Erratic cluster on Carningli

One of the erratic boulders.

For some years I have been wondering about the origins of  some strange boulders on the southern flank of Carningli, around grid ref SN061368.  There are at least a dozen of them protruding through the turf, and some are over 2m in diameter.  They seem to be restricted to one small area, in close proximity to some small bedrock exposures of dolerite.  I thought for a while that they might be part of an isolated patch (outlier or inlier) of porphyritic lava or ash, but now I am quite convinced that they are erratics in a cluster that has been picked up on the northern flank of the mountain and transported by ice across the ridge.  It's difficult to judge the precise direction of ice movement, since there is a broad band of lavas and ashes running W-E from near Dinas Cross all the way past Pentre Ifan to Brynberian.  Within this band there are fine-grained rhyolites, porphyritic lavas and welded tuffs laid down during a phase of explosive volcanic activity. The northern boundary is a fault  running W-E just south of Newport.  Many of the elongated sills and dykes of dolerite have been intruded into these older materials.

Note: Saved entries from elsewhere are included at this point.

//! Request-level operations: text analysis and keyword insertion
//!
//! [`Assistant`] combines the local engine with whichever remote services
//! are configured. Remote failures never fail a request: extraction falls
//! back to the local extractor and generative insertion to the fuzzy engine.

use std::sync::Arc;

use serde::Serialize;
use tracing::{info, warn};

use crate::config::Config;
use crate::failsafe::RetryPolicy;
use crate::insertion::generative::locate_in_reply;
use crate::insertion::{InsertionMode, InsertionResult, KeywordInserter, SimilarityCache};
use crate::services::{GeminiClient, GenerativeInserter, KeywordExtractor, TextRazorClient};
use crate::text::{
    MAX_KEYWORDS, Sentiment, analyze_sentiment, extract_local_keywords, flesch_reading_ease,
    suggestions,
};
use crate::{Error, Result};

/// SEO metrics for a piece of text
#[derive(Debug, Clone, Serialize)]
#[serde(rename_all = "camelCase")]
pub struct Analysis {
    /// Up to five keywords
    pub keywords: Vec<String>,
    /// Flesch reading ease
    pub readability: i64,
    /// Keyword advice
    pub suggestions: String,
    /// Sentiment score and tone
    pub sentiment: Sentiment,
    /// The analyzed text, unchanged
    pub updated_text: String,
}

/// The assistant's operations, shared by the HTTP server and the CLI
pub struct Assistant {
    inserter: Arc<KeywordInserter>,
    extractor: Option<Arc<dyn KeywordExtractor>>,
    generator: Option<Arc<dyn GenerativeInserter>>,
    default_mode: InsertionMode,
}

impl Assistant {
    /// Assistant with only the local engine
    #[must_use]
    pub fn new(inserter: Arc<KeywordInserter>) -> Self {
        Self {
            inserter,
            extractor: None,
            generator: None,
            default_mode: InsertionMode::Fuzzy,
        }
    }

    /// Build the assistant and its remote clients from configuration
    ///
    /// # Errors
    ///
    /// Returns [`Error::Internal`] when an HTTP client cannot be built.
    pub fn from_config(config: &Config) -> Result<Self> {
        let cache = Arc::new(SimilarityCache::new(
            config.insertion.cache.policy,
            config.insertion.cache.capacity,
        ));
        let retry = RetryPolicy::new(&config.retry);

        let mut assistant = Self::new(Arc::new(KeywordInserter::new(cache)))
            .with_default_mode(config.insertion.default_mode);

        match TextRazorClient::from_config(&config.textrazor, retry.clone())? {
            Some(client) => assistant = assistant.with_extractor(Arc::new(client)),
            None => warn!("TEXTRAZOR_API_KEY is not set; using local keyword extraction"),
        }
        match GeminiClient::from_config(&config.gemini, retry)? {
            Some(client) => assistant = assistant.with_generator(Arc::new(client)),
            None => warn!("GEMINI_API_KEY is not set; generative insertion uses the fuzzy engine"),
        }

        Ok(assistant)
    }

    /// Use `extractor` for keyword extraction
    #[must_use]
    pub fn with_extractor(mut self, extractor: Arc<dyn KeywordExtractor>) -> Self {
        self.extractor = Some(extractor);
        self
    }

    /// Use `generator` for generative insertion
    #[must_use]
    pub fn with_generator(mut self, generator: Arc<dyn GenerativeInserter>) -> Self {
        self.generator = Some(generator);
        self
    }

    /// Mode used when a request names none
    #[must_use]
    pub fn with_default_mode(mut self, mode: InsertionMode) -> Self {
        self.default_mode = mode;
        self
    }

    /// Whether a keyword extraction service is configured
    #[must_use]
    pub fn has_extractor(&self) -> bool {
        self.extractor.is_some()
    }

    /// Whether a generative service is configured
    #[must_use]
    pub fn has_generator(&self) -> bool {
        self.generator.is_some()
    }

    /// The local insertion engine
    #[must_use]
    pub fn inserter(&self) -> &KeywordInserter {
        &self.inserter
    }

    /// Keywords, readability, sentiment and suggestions for `text`
    ///
    /// # Errors
    ///
    /// Returns [`Error::InvalidInput`] when `text` is empty.
    pub async fn analyze(&self, text: &str) -> Result<Analysis> {
        if text.is_empty() {
            return Err(Error::InvalidInput("Text is required".into()));
        }

        let mut keywords = self.keywords(text).await;
        keywords.truncate(MAX_KEYWORDS);

        Ok(Analysis {
            suggestions: suggestions(&keywords),
            keywords,
            readability: flesch_reading_ease(text),
            sentiment: analyze_sentiment(text),
            updated_text: text.to_string(),
        })
    }

    async fn keywords(&self, text: &str) -> Vec<String> {
        let Some(extractor) = &self.extractor else {
            return extract_local_keywords(text);
        };
        match extractor.extract(text).await {
            Ok(keywords) => keywords,
            Err(e) => {
                warn!(service = extractor.name(), error = %e, "Keyword extraction failed; using local extraction");
                extract_local_keywords(text)
            }
        }
    }

    /// Insert `keyword` into `text` using `mode` (or the default mode)
    ///
    /// # Errors
    ///
    /// Returns [`Error::InvalidInput`] when `text` or `keyword` is empty.
    pub async fn insert(
        &self,
        text: &str,
        keyword: &str,
        mode: Option<InsertionMode>,
    ) -> Result<InsertionResult> {
        if text.is_empty() || keyword.is_empty() {
            return Err(Error::InvalidInput("Text and keyword are required".into()));
        }

        let mode = mode.unwrap_or(self.default_mode);
        if mode == InsertionMode::Generative {
            if let Some(generator) = &self.generator {
                match generator.rewrite(text, keyword).await {
                    Ok(reply) => return Ok(locate_in_reply(text, &reply, keyword)),
                    Err(e) => {
                        warn!(service = generator.name(), error = %e, "Generative insertion failed; using fuzzy engine");
                    }
                }
            }
        }

        let result = self.inserter.insert(text, keyword);
        info!(strategy = ?result.strategy, inserted_at = result.inserted_at, "Keyword inserted");
        Ok(result)
    }
}

impl std::fmt::Debug for Assistant {
    fn fmt(&self, f: &mut std::fmt::Formatter<'_>) -> std::fmt::Result {
        f.debug_struct("Assistant")
            .field("inserter", &self.inserter)
            .field("extractor", &self.extractor.as_ref().map(|e| e.name()))
            .field("generator", &self.generator.as_ref().map(|g| g.name()))
            .field("default_mode", &self.default_mode)
            .finish()
    }
}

Near the eastern end of this band of Fishguard Volcanics we find the famous outcrop of Craig Rhosyfelin -- but the foliated rhyolites there are quite different in appearance. 

The boulders have distinct similarities with the lavas and ashes outcropping in the tors of Carn Gwiber and Carn Fran.  It would make sense for the erratics to have been transported from near there; but  in the absence of detailed geological mapping it's best to be cautious as to origins........

Another of the boulders. This one looks more like a welded tuff, with vesicles formed by gas bubbles now exposed at the surface.

Exposed rock surface at Carn Gwiber -- related but not identical?